# How to complete this task:
Only lines that contain the string "there" should be returned from the material below.

* * *

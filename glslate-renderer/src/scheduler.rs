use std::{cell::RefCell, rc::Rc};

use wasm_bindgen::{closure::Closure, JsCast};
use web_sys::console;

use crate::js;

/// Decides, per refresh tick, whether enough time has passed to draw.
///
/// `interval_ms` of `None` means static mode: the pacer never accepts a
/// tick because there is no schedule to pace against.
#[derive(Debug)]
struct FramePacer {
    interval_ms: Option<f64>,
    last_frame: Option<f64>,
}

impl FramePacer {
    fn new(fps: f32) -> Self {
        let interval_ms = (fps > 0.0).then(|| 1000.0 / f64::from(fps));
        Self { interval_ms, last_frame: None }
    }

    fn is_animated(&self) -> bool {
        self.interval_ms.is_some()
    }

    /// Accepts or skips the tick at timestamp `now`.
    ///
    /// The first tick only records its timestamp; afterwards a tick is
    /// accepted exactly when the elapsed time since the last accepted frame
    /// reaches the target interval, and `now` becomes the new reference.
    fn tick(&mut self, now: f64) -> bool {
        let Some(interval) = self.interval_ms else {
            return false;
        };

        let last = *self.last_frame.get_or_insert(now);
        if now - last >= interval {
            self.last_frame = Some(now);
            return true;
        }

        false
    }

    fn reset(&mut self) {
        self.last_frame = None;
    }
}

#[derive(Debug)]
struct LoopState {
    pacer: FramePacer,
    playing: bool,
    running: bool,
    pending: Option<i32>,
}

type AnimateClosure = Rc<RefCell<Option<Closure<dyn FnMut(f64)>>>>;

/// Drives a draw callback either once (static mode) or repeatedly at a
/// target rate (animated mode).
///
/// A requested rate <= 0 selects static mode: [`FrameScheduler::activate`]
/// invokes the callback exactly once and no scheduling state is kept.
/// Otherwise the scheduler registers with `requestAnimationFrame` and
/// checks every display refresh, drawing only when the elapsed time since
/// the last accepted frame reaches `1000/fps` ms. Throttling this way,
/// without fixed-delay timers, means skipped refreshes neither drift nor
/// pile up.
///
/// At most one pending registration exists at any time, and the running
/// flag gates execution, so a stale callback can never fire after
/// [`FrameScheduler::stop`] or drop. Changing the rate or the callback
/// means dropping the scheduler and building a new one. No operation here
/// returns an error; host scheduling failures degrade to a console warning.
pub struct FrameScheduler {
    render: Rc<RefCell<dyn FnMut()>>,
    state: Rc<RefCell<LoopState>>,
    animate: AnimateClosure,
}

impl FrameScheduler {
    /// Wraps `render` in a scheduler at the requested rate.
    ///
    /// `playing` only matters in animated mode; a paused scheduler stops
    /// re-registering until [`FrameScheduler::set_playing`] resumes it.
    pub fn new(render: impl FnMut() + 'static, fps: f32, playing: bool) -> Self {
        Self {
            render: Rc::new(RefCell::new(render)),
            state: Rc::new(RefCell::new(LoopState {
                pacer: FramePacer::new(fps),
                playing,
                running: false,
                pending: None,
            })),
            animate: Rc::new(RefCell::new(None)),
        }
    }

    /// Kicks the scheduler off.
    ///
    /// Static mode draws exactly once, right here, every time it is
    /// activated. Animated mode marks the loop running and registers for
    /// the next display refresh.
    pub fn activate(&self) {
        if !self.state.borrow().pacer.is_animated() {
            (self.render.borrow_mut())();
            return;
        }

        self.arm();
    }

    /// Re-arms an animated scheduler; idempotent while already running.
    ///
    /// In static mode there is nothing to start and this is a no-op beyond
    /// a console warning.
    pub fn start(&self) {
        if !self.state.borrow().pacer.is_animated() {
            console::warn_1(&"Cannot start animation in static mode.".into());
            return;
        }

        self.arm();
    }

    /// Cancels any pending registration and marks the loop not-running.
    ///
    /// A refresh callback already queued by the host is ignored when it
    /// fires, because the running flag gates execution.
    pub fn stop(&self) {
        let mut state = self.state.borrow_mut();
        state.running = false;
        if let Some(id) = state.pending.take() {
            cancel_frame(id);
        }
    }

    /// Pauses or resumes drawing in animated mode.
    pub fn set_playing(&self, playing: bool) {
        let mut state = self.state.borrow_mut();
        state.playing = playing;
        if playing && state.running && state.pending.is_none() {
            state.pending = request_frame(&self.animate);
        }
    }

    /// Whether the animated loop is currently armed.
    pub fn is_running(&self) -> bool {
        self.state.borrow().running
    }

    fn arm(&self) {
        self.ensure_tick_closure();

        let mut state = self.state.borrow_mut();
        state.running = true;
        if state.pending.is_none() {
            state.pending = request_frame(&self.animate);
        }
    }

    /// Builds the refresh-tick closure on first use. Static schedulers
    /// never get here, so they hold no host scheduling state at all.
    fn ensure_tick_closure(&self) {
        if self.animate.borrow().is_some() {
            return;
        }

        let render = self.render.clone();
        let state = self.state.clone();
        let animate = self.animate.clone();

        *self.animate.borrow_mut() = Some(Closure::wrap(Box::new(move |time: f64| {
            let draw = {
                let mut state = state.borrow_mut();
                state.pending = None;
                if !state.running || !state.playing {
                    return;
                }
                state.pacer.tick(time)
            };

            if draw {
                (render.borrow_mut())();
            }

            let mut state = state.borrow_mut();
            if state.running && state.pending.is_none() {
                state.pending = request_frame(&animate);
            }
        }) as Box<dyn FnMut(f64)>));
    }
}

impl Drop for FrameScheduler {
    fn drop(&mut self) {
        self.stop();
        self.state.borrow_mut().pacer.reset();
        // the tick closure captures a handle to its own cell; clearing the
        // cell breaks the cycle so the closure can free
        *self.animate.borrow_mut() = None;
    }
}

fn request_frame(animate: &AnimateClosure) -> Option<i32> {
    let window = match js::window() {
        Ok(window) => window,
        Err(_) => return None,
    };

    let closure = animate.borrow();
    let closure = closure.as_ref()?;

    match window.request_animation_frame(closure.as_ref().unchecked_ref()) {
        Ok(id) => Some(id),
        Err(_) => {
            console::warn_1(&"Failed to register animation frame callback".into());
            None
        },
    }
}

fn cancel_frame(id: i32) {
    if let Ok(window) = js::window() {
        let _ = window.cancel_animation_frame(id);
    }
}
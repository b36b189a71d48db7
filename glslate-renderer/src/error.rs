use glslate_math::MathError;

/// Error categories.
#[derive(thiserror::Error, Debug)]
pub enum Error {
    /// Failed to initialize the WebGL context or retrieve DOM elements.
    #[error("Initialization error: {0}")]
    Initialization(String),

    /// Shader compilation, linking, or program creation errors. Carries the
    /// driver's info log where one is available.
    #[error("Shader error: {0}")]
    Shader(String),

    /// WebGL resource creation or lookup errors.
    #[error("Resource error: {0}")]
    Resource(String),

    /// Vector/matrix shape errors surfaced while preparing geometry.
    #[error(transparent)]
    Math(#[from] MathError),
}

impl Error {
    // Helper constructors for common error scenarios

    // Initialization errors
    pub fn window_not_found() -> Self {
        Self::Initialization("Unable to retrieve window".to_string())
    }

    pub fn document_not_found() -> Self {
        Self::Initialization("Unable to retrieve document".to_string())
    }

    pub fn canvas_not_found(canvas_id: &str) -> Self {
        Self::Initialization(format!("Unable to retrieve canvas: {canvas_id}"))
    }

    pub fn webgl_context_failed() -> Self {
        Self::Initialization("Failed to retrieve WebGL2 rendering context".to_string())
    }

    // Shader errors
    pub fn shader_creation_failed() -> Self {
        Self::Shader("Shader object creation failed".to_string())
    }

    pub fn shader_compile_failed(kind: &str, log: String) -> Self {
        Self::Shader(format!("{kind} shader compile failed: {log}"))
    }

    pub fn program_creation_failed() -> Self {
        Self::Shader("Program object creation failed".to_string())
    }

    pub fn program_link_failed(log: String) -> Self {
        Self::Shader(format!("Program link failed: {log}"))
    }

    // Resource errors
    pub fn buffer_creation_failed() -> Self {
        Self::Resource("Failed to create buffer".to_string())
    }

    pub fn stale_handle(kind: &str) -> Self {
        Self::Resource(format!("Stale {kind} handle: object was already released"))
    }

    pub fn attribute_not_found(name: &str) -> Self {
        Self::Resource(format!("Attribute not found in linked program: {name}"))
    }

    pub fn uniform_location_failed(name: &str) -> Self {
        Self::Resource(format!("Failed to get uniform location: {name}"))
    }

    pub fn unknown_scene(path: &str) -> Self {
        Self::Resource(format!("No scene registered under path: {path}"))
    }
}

* * *

# Your solution:
/// tick because there is no schedule to pace against.
    /// In static mode there is nothing to start and this is a no-op beyond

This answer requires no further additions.